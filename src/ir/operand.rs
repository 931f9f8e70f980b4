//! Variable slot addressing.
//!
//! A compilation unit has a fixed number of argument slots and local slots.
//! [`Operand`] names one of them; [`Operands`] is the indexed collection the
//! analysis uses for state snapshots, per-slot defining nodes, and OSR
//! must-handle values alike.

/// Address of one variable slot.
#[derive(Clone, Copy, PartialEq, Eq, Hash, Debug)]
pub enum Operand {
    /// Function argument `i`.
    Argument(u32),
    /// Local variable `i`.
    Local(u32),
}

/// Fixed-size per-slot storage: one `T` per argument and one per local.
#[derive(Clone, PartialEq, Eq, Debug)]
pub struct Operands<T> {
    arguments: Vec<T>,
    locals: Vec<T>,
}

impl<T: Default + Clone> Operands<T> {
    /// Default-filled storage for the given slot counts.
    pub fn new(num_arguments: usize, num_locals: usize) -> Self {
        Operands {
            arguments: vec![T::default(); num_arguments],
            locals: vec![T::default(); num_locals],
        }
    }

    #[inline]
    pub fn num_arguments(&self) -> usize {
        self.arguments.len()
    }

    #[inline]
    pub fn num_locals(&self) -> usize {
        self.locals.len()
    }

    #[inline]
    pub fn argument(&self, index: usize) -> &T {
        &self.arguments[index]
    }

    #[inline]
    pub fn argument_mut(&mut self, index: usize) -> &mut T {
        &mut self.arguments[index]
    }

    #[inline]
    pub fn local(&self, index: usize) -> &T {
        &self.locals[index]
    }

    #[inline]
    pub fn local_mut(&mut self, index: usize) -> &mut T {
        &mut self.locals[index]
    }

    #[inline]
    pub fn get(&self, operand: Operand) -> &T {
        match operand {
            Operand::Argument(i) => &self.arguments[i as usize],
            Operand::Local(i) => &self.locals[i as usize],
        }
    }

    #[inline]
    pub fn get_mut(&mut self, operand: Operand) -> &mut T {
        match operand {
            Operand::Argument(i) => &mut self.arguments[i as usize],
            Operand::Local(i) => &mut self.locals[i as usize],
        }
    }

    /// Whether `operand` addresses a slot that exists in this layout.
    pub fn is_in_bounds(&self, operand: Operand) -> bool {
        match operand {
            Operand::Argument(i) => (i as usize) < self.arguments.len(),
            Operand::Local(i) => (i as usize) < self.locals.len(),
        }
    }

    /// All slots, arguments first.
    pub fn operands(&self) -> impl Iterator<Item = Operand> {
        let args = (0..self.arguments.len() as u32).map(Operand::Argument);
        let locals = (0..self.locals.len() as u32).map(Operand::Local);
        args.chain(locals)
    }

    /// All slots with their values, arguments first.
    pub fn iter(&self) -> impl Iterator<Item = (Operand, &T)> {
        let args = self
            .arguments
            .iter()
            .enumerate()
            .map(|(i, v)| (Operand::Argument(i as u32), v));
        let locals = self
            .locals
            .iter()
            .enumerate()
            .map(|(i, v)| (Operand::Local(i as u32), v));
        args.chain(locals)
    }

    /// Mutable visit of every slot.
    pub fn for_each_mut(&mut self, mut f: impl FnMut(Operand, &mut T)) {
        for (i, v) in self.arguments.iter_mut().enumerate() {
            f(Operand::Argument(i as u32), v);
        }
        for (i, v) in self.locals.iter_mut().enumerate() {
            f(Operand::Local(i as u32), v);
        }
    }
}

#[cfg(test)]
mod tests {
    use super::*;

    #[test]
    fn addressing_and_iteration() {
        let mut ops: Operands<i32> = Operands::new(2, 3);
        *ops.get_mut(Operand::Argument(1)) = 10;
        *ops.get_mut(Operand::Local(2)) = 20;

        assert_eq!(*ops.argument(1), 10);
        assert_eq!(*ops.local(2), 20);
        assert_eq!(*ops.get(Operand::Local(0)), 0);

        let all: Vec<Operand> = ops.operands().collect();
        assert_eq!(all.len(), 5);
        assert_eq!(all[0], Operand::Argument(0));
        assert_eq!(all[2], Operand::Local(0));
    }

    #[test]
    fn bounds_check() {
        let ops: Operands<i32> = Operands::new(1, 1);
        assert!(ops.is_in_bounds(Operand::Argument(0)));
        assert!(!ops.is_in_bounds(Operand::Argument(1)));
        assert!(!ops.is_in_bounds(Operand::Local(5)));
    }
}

**WHAT YOU HAVE TO DO**
Return the lines of the records that include the string "args".

**EXPECTED OUTPUT**
        let args = (0..self.arguments.len() as u32).map(Operand::Argument);
        args.chain(locals)
        let args = self
        args.chain(locals)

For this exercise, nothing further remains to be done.